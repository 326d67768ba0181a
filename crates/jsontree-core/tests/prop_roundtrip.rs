/// Property-based tests over random trees.
///
/// Generated trees are serialized, re-parsed, and compared structurally. The container
/// operations are checked against the size and position rules they promise.
///
/// Strings are stored with their escapes verbatim, so a tree only re-parses to an equal
/// tree when its strings are already in stored form: every `"` and `\` belongs to a
/// complete escape sequence. Arbitrary strings are still checked for a stable canonical
/// text.
///
/// Doubles whose fractional part lies within the integer tolerance of zero are not
/// generated: they classify as integers and print without their fraction.
use jsontree_core::{parse, stringify, Map, Value};
use proptest::prelude::*;

// ============================================================================
// Strategies
// ============================================================================

/// Strings as the parser stores them.
fn arb_string() -> BoxedStrategy<String> {
    prop_oneof![
        "[a-zA-Z0-9 ]{0,20}",
        // Plain characters, escape pairs, and `\u` with any four characters.
        prop::string::string_regex(r#"([^"\\]|\\[^u]|\\u.{4}){0,10}"#).unwrap(),
    ]
    .boxed()
}

/// Any text at all, including unpaired quotes and backslashes.
fn arb_raw_string() -> BoxedStrategy<String> {
    prop_oneof![
        any::<String>(),
        prop::string::string_regex(r#"([a-z"\\]|\\u[0-9a-fA-F]{0,4}){0,10}"#).unwrap(),
    ]
    .boxed()
}

fn arb_double() -> impl Strategy<Value = f64> {
    (-1.0e12..1.0e12f64).prop_filter("fraction must be visible", |f| f.fract().abs() >= 1e-6)
}

fn arb_scalar_with(strings: BoxedStrategy<String>) -> BoxedStrategy<Value> {
    prop_oneof![
        Just(Value::Null),
        any::<bool>().prop_map(Value::Bool),
        any::<i64>().prop_map(Value::int),
        arb_double().prop_map(Value::number),
        strings.prop_map(Value::String),
    ]
    .boxed()
}

fn arb_tree_with(strings: BoxedStrategy<String>) -> impl Strategy<Value = Value> {
    arb_scalar_with(strings.clone()).prop_recursive(4, 64, 6, move |inner| {
        prop_oneof![
            prop::collection::vec(inner.clone(), 0..6).prop_map(Value::Array),
            prop::collection::vec((strings.clone(), inner), 0..6)
                .prop_map(|pairs| Value::Object(pairs.into_iter().collect::<Map>())),
        ]
    })
}

fn arb_scalar() -> BoxedStrategy<Value> {
    arb_scalar_with(arb_string())
}

fn arb_value() -> impl Strategy<Value = Value> {
    arb_tree_with(arb_string())
}

fn arb_raw_value() -> impl Strategy<Value = Value> {
    arb_tree_with(arb_raw_string())
}

// ============================================================================
// Properties
// ============================================================================

proptest! {
    #![proptest_config(ProptestConfig::with_cases(500))]

    /// A serialized tree parses back to an equal tree.
    #[test]
    fn roundtrip_preserves_tree(value in arb_value()) {
        let text = stringify(&value);
        let reparsed = parse(&text).unwrap();
        prop_assert_eq!(&reparsed, &value, "text: {}", text);
    }

    /// Serialized output is a fixed point of parse → stringify, whatever the strings hold.
    #[test]
    fn canonical_text_is_stable(value in arb_raw_value()) {
        let once = stringify(&value);
        let twice = stringify(&parse(&once).unwrap());
        prop_assert_eq!(once, twice);
    }

    /// Appending grows the array by one and the new element is last.
    #[test]
    fn append_lands_last(items in prop::collection::vec(arb_scalar(), 0..10), extra in arb_scalar()) {
        let mut arr = Value::Array(items);
        let before = arr.size();
        arr.arr_append(extra.clone()).unwrap();
        prop_assert_eq!(arr.size(), before + 1);
        prop_assert_eq!(arr.get_arr_at(before).unwrap(), &extra);
    }

    /// Removing index `i` shifts every later element down by one.
    #[test]
    fn remove_shifts_down(items in prop::collection::vec(arb_scalar(), 1..10), pick in any::<prop::sample::Index>()) {
        let i = pick.index(items.len());
        let mut arr = Value::Array(items.clone());
        arr.arr_remove_at(i).unwrap();
        prop_assert_eq!(arr.size(), items.len() - 1);
        for j in i..arr.size() {
            prop_assert_eq!(arr.get_arr_at(j).unwrap(), &items[j + 1]);
        }
    }

    /// Setting a key makes it readable and never disturbs the other keys' order.
    #[test]
    fn set_then_get(value in arb_value(), key in arb_string(), entry in arb_scalar()) {
        let mut obj = Value::object();
        if let Value::Object(map) = &value {
            for (k, v) in map.iter() {
                obj.set_obj_at(k, v.clone()).unwrap();
            }
        }
        let existed = obj.as_object().unwrap().contains_key(&key);
        let before = obj.size();
        obj.set_obj_at(key.clone(), entry.clone()).unwrap();
        prop_assert_eq!(obj.get_obj_at(&key).unwrap(), &entry);
        prop_assert_eq!(obj.size(), if existed { before } else { before + 1 });
    }

    /// Removing a key drops exactly that pair.
    #[test]
    fn remove_drops_one_pair(pairs in prop::collection::vec((arb_string(), arb_scalar()), 1..8), pick in any::<prop::sample::Index>()) {
        let map: Map = pairs.into_iter().collect();
        let keys: Vec<String> = map.keys().map(str::to_string).collect();
        let victim = keys[pick.index(keys.len())].clone();
        let mut obj = Value::Object(map);
        obj.obj_remove_at(&victim).unwrap();
        let remaining: Vec<String> = obj.as_object().unwrap().keys().map(str::to_string).collect();
        let expected: Vec<String> = keys.into_iter().filter(|k| *k != victim).collect();
        prop_assert_eq!(remaining, expected);
    }

    /// Arbitrary text never panics the parser.
    #[test]
    fn parser_never_panics(input in any::<String>()) {
        let _ = parse(&input);
    }
}
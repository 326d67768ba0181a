//! # jsontree-core
//!
//! A mutable, insertion-ordered JSON value tree with a strict recursive-descent parser,
//! a compact canonical serializer, and a typed accessor/mutation/conversion API.
//!
//! ## Quick start
//!
//! ```rust
//! use jsontree_core::{parse, stringify, Kind, Value};
//!
//! let mut doc = parse(r#"{"a":1,"b":[true,null,"x"]}"#).unwrap();
//! doc.get_obj_at_mut("b").unwrap().arr_append(Value::number(2.5)).unwrap();
//! doc.set_obj_at("c", Value::string("new")).unwrap();
//! assert_eq!(stringify(&doc), r#"{"a":1,"b":[true,null,"x",2.5],"c":"new"}"#);
//!
//! doc.get_obj_at_mut("a").unwrap().convert_to(Kind::String).unwrap();
//! assert_eq!(doc.get_obj_at("a").unwrap().get_str().unwrap(), "1");
//! ```
//!
//! ## Modules
//!
//! - [`value`]: `Value`, `Kind`, `Number`, `Map`; constructors and ownership
//! - [`parser`]: JSON text → `Value`
//! - [`serializer`]: `Value` → compact JSON text
//! - [`access`]: typed getters/setters, array/object CRUD, `Lenient` view
//! - [`convert`]: destructive in-place conversion between kinds
//! - [`path`]: dot-path lookup (`servers.0.host`)
//! - [`document`]: load/save a tree from/to a file
//! - [`diagnostics`]: injectable observer for non-fatal conditions
//! - [`limits`]: parser options (nesting depth)
//! - [`error`]: error types
//! - [`interop`]: serde `Serialize` and `serde_json::Value` conversions

pub mod access;
pub mod convert;
pub mod diagnostics;
pub mod document;
pub mod error;
pub mod interop;
pub mod limits;
pub mod parser;
pub mod path;
pub mod serializer;
pub mod value;

pub use access::Lenient;
pub use convert::SYNTHETIC_KEY;
pub use diagnostics::{Diagnostic, Diagnostics, Silent, TracingDiagnostics};
pub use document::Document;
pub use error::{JsonError, Result, SyntaxError};
pub use limits::ParseOptions;
pub use parser::{parse, parse_with, Parser};
pub use serializer::{stringify, write_to};
pub use value::{Kind, Map, Number, Value, NUMBER_EPSILON};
#####
_Exercise description_:
Find every line above where the word "items" occurs, and copy that line.

_Answer for the task_:
    fn append_lands_last(items in prop::collection::vec(arb_scalar(), 0..10), extra in arb_scalar()) {
        let mut arr = Value::Array(items);
    fn remove_shifts_down(items in prop::collection::vec(arb_scalar(), 1..10), pick in any::<prop::sample::Index>()) {
        let i = pick.index(items.len());
        let mut arr = Value::Array(items.clone());
        prop_assert_eq!(arr.size(), items.len() - 1);
            prop_assert_eq!(arr.get_arr_at(j).unwrap(), &items[j + 1]);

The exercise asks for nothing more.